Given these results, we investigated the use of all layers (rather than just the last) to match objects, and its effect on object matching performance. Correlating accuracy with the model-human similarity for individual layers resulted in a stronger correlation 0.389 (p < 0.01) with the last layer compared with the full model 0.218 (p < 0.01). We tested this on a subset of 3-layer models (N = 409), which were more fully trained than larger layer models due to the minimal number of epochs used for training. This confirms that the last layer is a better indicator of model performance for accuracy. Conversely, human-model similarities of earlier layers is more indicative of performance on next-frame prediction, which is similar to full model human-model similarity performance. These experiments also imply that predictive coding networks share a hierarchical correspondence to vision.

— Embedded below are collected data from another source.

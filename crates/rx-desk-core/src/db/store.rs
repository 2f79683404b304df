//! [`EntityClient`] over the local SQLite database.

use std::path::Path;
use std::sync::{Mutex, MutexGuard};

use chrono::NaiveDate;

use super::{Database, DbError, DbResult};
use crate::client::{ClientError, ClientResult, EntityClient};
use crate::clock::{system_clock, SharedClock};
use crate::history::older_than_cutoff;
use crate::models::{Medicine, Patient, Prescription};

impl From<DbError> for ClientError {
    fn from(e: DbError) -> Self {
        match e {
            DbError::NotFound(what) => ClientError::NotFound(what),
            other => ClientError::Store(other.to_string()),
        }
    }
}

/// Offline backend with the same contract as the REST client.
pub struct LocalStore {
    db: Mutex<Database>,
    clock: SharedClock,
}

impl LocalStore {
    pub fn open<P: AsRef<Path>>(path: P) -> DbResult<Self> {
        Ok(Self::with_database(Database::open(path)?, system_clock()))
    }

    pub fn open_in_memory() -> DbResult<Self> {
        Ok(Self::with_database(Database::open_in_memory()?, system_clock()))
    }

    /// Wrap an open database; `clock` anchors "older than" queries.
    pub fn with_database(db: Database, clock: SharedClock) -> Self {
        Self {
            db: Mutex::new(db),
            clock,
        }
    }

    fn db(&self) -> ClientResult<MutexGuard<'_, Database>> {
        self.db
            .lock()
            .map_err(|_| ClientError::Store("database lock poisoned".into()))
    }
}

fn found(updated: bool, kind: &str, id: i64) -> ClientResult<()> {
    if updated {
        Ok(())
    } else {
        Err(ClientError::NotFound(format!("{} {}", kind, id)))
    }
}

fn reload<T>(record: Option<T>, kind: &str, id: i64) -> ClientResult<T> {
    record.ok_or_else(|| ClientError::NotFound(format!("{} {}", kind, id)))
}

impl EntityClient for LocalStore {
    fn list_patients(&self) -> ClientResult<Vec<Patient>> {
        Ok(self.db()?.list_patients()?)
    }

    fn get_patient(&self, id: i64) -> ClientResult<Option<Patient>> {
        Ok(self.db()?.get_patient(id)?)
    }

    fn create_patient(&self, patient: &Patient) -> ClientResult<Patient> {
        let db = self.db()?;
        let id = db.insert_patient(patient)?;
        tracing::info!(id, patient_id = ?patient.patient_id, "patient stored");
        reload(db.get_patient(id)?, "patient", id)
    }

    fn update_patient(&self, id: i64, patient: &Patient) -> ClientResult<Patient> {
        let db = self.db()?;
        found(db.update_patient(id, patient)?, "patient", id)?;
        reload(db.get_patient(id)?, "patient", id)
    }

    fn delete_patient(&self, id: i64) -> ClientResult<()> {
        found(self.db()?.delete_patient(id)?, "patient", id)
    }

    fn list_medicines(&self) -> ClientResult<Vec<Medicine>> {
        Ok(self.db()?.list_medicines()?)
    }

    fn get_medicine(&self, id: i64) -> ClientResult<Option<Medicine>> {
        Ok(self.db()?.get_medicine(id)?)
    }

    fn create_medicine(&self, medicine: &Medicine) -> ClientResult<Medicine> {
        let db = self.db()?;
        let id = db.insert_medicine(medicine)?;
        tracing::info!(id, name = %medicine.name, "medicine stored");
        reload(db.get_medicine(id)?, "medicine", id)
    }

    fn update_medicine(&self, id: i64, medicine: &Medicine) -> ClientResult<Medicine> {
        let db = self.db()?;
        found(db.update_medicine(id, medicine)?, "medicine", id)?;
        reload(db.get_medicine(id)?, "medicine", id)
    }

    fn delete_medicine(&self, id: i64) -> ClientResult<()> {
        found(self.db()?.delete_medicine(id)?, "medicine", id)
    }

    fn list_prescriptions(&self) -> ClientResult<Vec<Prescription>> {
        Ok(self.db()?.list_prescriptions()?)
    }

    fn get_prescription(&self, id: i64) -> ClientResult<Option<Prescription>> {
        Ok(self.db()?.get_prescription(id)?)
    }

    fn create_prescription(&self, prescription: &Prescription) -> ClientResult<Prescription> {
        let db = self.db()?;
        let id = db.insert_prescription(prescription)?;
        tracing::info!(
            id,
            patient_id = prescription.patient_id,
            items = prescription.prescription_items.len(),
            "prescription stored"
        );
        reload(db.get_prescription(id)?, "prescription", id)
    }

    fn update_prescription(
        &self,
        id: i64,
        prescription: &Prescription,
    ) -> ClientResult<Prescription> {
        let db = self.db()?;
        found(db.update_prescription(id, prescription)?, "prescription", id)?;
        reload(db.get_prescription(id)?, "prescription", id)
    }

    fn delete_prescription(&self, id: i64) -> ClientResult<()> {
        found(self.db()?.delete_prescription(id)?, "prescription", id)
    }

    fn list_prescriptions_for_patient(&self, patient_id: i64) -> ClientResult<Vec<Prescription>> {
        Ok(self.db()?.list_prescriptions_for_patient(patient_id)?)
    }

    fn search_prescriptions_by_date_range(
        &self,
        patient_id: i64,
        start: NaiveDate,
        end: NaiveDate,
    ) -> ClientResult<Vec<Prescription>> {
        Ok(self.db()?.list_prescriptions_between(patient_id, start, end)?)
    }

    fn list_prescriptions_older_than(
        &self,
        patient_id: i64,
        years: u32,
    ) -> ClientResult<Vec<Prescription>> {
        let cutoff = older_than_cutoff(self.clock.today(), years);
        Ok(self.db()?.list_prescriptions_before(patient_id, cutoff)?)
    }
}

PredNet Reference for RDM Construction Mean HMS (SD)
All Layers (Concatenated) 0.130 (0.034)
All Layers (Averaged) 0.103 (0.033)
First Layer 0.114 (0.037)
Last Layer 0.090 (0.048)
Table 3: A comparison of the human-model similarity metric when calculated using a full model (our original evaluation source), an alternative full-view model (averaging the determined similarity scores for each individual layer), and the first and last layers alone. HMS is human-model similarity. SD is standard deviation.

5 Conclusion and Future Work

In this work, we proposed and evaluated human-model similarity, a metric that quantifies similarity between human fMRI data and machine learning models. By studying this similarity metric in conjunction with other metrics on various model sets we discovered that human-model similarity score is a strong indicator of a predictive coding network’s cross-domain cross-task performance. We also discovered that human-model similarity quickly converges, in as few as 10 epochs, whereas other metrics require much more training. Our experiments verified these results across hyperparameters of all kinds. Future work in guided model search should study how incorporating this metric could vastly increase model search speed while still obtaining reliable results. While this work has focused on predictive coding networks, in essence how biologically-inspired models might become more biological, human-model similarity should also be studied in other machine learning contexts. Finally, we note that fMRI data is expensive and time consuming to collect, but that all of these experiments were conducted using publicly available fMRI data. This removes a major barrier to deployment of our proposed metric. All code and data for this study will be released following publication.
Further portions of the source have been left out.